Stored items from a collection
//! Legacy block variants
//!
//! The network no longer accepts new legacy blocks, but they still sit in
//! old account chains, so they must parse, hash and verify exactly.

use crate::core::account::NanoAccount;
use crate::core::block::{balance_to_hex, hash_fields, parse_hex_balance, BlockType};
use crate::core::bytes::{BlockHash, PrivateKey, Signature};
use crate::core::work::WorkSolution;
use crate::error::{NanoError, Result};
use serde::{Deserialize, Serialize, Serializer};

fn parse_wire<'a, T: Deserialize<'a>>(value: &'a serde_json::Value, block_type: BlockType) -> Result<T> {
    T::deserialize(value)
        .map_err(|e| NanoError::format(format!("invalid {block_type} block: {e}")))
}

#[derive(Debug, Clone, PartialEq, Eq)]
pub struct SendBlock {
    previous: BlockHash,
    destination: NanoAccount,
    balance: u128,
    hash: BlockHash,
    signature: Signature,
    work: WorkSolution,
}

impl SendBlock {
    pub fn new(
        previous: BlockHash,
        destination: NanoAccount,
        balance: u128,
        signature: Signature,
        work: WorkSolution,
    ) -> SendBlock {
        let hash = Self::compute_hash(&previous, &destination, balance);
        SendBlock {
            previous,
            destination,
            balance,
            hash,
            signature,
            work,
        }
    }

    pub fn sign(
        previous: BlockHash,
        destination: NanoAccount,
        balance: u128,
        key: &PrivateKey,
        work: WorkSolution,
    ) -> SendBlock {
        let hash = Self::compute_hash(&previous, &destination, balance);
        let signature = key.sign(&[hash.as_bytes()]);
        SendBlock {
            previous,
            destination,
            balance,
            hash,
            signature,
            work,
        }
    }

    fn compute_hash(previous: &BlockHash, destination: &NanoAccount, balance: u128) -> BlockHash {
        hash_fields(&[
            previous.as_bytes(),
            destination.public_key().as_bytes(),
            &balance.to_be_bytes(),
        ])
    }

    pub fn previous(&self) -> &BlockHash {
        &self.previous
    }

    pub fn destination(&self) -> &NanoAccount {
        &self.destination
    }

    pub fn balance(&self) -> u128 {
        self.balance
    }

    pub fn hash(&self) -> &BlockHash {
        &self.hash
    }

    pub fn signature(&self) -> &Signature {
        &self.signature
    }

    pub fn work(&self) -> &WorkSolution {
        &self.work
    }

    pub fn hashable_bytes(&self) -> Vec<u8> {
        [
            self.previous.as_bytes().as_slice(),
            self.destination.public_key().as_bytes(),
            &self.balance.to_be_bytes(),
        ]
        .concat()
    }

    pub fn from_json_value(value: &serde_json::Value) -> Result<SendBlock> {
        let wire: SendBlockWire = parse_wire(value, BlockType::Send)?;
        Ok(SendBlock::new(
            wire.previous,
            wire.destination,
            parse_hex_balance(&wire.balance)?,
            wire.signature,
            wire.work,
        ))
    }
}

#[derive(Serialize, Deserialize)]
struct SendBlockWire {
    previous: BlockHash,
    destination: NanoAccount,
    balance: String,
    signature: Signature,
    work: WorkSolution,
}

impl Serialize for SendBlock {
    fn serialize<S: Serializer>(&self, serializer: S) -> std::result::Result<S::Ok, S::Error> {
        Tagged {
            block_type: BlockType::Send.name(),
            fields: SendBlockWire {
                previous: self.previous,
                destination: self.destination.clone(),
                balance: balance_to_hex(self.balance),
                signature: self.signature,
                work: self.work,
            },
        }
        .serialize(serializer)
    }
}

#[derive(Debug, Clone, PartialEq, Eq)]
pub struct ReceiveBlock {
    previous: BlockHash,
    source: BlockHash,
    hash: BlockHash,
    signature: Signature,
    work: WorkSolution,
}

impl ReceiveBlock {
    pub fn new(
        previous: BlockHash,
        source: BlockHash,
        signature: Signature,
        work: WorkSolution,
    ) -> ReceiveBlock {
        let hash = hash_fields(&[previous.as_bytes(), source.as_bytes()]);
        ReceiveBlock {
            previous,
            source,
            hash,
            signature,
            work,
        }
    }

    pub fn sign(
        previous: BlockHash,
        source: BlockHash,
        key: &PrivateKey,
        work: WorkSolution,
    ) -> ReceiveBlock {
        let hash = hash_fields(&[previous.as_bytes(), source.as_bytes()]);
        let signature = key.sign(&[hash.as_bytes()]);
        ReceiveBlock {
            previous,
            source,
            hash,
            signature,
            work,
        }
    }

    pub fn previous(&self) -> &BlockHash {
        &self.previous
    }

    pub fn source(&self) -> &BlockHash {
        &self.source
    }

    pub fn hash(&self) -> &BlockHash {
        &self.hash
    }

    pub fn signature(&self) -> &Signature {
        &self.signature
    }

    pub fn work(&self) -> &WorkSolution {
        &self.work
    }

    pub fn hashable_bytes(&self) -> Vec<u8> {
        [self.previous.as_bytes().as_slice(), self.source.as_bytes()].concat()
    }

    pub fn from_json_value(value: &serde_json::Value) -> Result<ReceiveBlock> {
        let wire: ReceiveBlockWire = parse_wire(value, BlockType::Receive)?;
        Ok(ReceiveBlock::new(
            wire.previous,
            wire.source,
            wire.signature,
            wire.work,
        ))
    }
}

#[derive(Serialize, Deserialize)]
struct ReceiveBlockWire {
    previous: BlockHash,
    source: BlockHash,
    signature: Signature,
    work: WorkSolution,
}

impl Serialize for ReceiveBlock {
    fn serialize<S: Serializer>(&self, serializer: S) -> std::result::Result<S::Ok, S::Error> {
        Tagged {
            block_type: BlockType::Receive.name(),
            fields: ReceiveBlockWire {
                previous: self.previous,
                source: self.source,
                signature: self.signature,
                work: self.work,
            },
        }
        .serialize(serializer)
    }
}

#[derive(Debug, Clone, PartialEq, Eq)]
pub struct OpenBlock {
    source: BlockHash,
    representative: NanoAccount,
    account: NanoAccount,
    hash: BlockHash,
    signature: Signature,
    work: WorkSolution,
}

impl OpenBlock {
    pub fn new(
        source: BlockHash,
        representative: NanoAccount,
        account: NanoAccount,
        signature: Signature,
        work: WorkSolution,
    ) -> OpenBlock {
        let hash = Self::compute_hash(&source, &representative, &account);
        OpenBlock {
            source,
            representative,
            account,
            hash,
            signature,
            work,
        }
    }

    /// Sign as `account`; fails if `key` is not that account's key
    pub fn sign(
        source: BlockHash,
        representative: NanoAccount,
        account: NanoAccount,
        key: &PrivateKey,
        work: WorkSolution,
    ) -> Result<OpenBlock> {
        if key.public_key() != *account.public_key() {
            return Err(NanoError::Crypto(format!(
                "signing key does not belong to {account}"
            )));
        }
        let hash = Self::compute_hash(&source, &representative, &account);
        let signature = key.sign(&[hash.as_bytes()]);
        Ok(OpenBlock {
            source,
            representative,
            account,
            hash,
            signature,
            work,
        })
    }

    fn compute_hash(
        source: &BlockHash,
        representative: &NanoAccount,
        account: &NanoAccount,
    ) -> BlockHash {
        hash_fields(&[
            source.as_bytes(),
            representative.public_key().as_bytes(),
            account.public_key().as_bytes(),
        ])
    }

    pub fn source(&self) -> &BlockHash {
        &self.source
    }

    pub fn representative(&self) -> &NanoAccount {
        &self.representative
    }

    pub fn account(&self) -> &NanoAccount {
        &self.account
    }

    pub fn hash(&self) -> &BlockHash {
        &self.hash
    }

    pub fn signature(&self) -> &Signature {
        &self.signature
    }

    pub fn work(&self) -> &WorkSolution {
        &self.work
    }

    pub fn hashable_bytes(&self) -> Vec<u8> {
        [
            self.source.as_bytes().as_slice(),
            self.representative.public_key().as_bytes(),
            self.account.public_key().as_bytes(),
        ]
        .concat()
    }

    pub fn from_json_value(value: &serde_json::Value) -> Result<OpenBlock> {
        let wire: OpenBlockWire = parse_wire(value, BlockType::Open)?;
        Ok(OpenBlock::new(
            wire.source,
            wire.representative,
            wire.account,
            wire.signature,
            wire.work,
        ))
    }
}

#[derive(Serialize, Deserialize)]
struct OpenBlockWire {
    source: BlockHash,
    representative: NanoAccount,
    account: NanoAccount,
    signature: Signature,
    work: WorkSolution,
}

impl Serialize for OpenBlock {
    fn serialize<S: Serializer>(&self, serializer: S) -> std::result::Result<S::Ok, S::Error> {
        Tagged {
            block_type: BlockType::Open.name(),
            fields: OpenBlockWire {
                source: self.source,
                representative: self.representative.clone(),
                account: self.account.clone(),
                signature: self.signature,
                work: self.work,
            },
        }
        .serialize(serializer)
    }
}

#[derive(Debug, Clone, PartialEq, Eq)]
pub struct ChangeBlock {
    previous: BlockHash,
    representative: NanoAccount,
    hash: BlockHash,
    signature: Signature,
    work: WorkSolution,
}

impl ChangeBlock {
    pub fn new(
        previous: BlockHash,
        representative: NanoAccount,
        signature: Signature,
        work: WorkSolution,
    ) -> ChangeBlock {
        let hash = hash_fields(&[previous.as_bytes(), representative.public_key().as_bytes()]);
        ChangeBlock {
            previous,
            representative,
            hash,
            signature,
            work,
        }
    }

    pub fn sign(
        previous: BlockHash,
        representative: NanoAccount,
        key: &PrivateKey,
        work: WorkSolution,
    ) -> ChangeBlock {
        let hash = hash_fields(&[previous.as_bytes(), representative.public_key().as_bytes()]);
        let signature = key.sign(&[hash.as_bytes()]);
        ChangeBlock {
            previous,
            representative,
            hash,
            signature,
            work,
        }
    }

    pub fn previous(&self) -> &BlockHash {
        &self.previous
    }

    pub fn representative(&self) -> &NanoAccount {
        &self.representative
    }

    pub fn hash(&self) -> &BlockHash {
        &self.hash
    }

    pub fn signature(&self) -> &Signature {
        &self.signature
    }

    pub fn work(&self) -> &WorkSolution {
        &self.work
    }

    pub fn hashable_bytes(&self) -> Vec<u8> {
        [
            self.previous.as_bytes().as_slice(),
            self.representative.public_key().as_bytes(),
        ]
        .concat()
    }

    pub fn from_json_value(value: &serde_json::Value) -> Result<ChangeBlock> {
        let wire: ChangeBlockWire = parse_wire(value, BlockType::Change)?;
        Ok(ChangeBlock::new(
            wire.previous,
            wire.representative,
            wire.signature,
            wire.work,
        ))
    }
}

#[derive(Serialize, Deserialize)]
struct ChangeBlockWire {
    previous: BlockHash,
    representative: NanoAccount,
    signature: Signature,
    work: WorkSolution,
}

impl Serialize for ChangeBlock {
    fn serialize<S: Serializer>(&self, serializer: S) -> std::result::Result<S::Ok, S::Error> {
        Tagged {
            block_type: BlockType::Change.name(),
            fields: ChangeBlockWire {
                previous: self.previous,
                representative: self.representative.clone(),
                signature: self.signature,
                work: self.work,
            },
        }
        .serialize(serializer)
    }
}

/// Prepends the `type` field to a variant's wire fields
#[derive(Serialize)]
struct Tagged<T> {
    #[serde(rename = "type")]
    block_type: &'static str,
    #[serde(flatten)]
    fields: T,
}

◆ Problem requirements
Tally the lines above in which the string "they" occurs, and give the total with nothing added.

◆ Response to the exercise
2